Isso foi antes de o ex-prefeito Edvaldo Nogueira cair no colo de Laércio Oliveira e se endireitar de vez. Hoje, embora a cidade enfrente ainda os mesmíssimos desafios de outro tempo, os gestores de turno adotam fórmula diversa, sem desviar do mesmo objetivo.
Trata-se de martelar mera frase de efeito, contornar as complexidades do pensamento crítico.
Edvaldo Nogueira, todo mundo lembra, declarava na primeira oportunidade: Sob as suas asas, Aracaju teria se transformado na capital da qualidade de vida. Agora, Emília faz parecido, com o cuidado de poupar a questionável reserva cognitiva do próprio eleitorado. A cada nova assinatura, pouco importa a irrelevância do rito burocrático, a prefeita arremata, com a profundidade de uma coreografia do Tik Tok: É desse jeito!
A evolução faz pensar na síntese de Saramago. Avesso aos 144 caracteres do Twitter, alardeados pelos entusiastas de então como a última fronteira do pensamento, o escritor português foi direto ao ponto, sem fazer economia de lucidez: De degrau em degrau, ele constatou, espantado, descemos ao grunhido.

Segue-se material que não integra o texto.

//! Transactional key-value storage for Keystone.
//!
//! The persistence core never talks to a concrete database directly. It drives
//! a [`StorageEngine`] through per-transaction [`StorageTransaction`] handles
//! that provide:
//!
//! - snapshot isolation: a transaction never observes another transaction's
//!   uncommitted writes, nor writes committed after it began;
//! - conflict detection: [`StorageTransaction::get_for_update`] and every write
//!   take a per-key write intent, and a conflicting intent marks the transaction
//!   rollback-only with a retryable reason instead of blocking;
//! - ordered scans via [`StorageTransaction::next_key`];
//! - optional wall-clock deadlines via [`StorageEngine::begin_timed`].
//!
//! # Storage Backends
//!
//! - [`InMemoryStorageEngine`] -- `BTreeMap`-based engine for tests, the
//!   coordination server, and embedding
//!
//! # Store layout
//!
//! Each application owns an [`AppStores`] triple: `names` (binding name to
//! encoded oid), `oids` (encoded oid to serialized payload), and `meta` (a single
//! fixed key holding the next-oid counter).

pub mod error;
pub mod memory;
pub mod stores;
pub mod traits;

pub use error::{RollbackReason, StoreError, StoreResult};
pub use memory::InMemoryStorageEngine;
pub use stores::{AppStores, NEXT_OID_KEY};
pub use traits::{StorageEngine, StorageTransaction, Store};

IPS – Aracaju alcançou a 3ª melhor colocação entre as capitais do Nordeste e a 14ª posição no ranking nacional do Índice de Progresso Social (IPS) Brasil 2026. No cenário estadual, Sergipe aparece na 12ª colocação nacional, em levantamento que avaliou os indicadores sociais e ambientais dos 5.570 municípios brasileiros e dos 26 estados, além do Distrito Federal.
O IPS Brasil utiliza dados públicos oficiais de instituições como DataSUS, IBGE, Inep e MapBiomas para compor o índice. O objetivo do estudo é oferecer uma visão ampla sobre a qualidade de vida da população brasileira, considerando não apenas indicadores econômicos, mas também aspectos sociais e ambientais.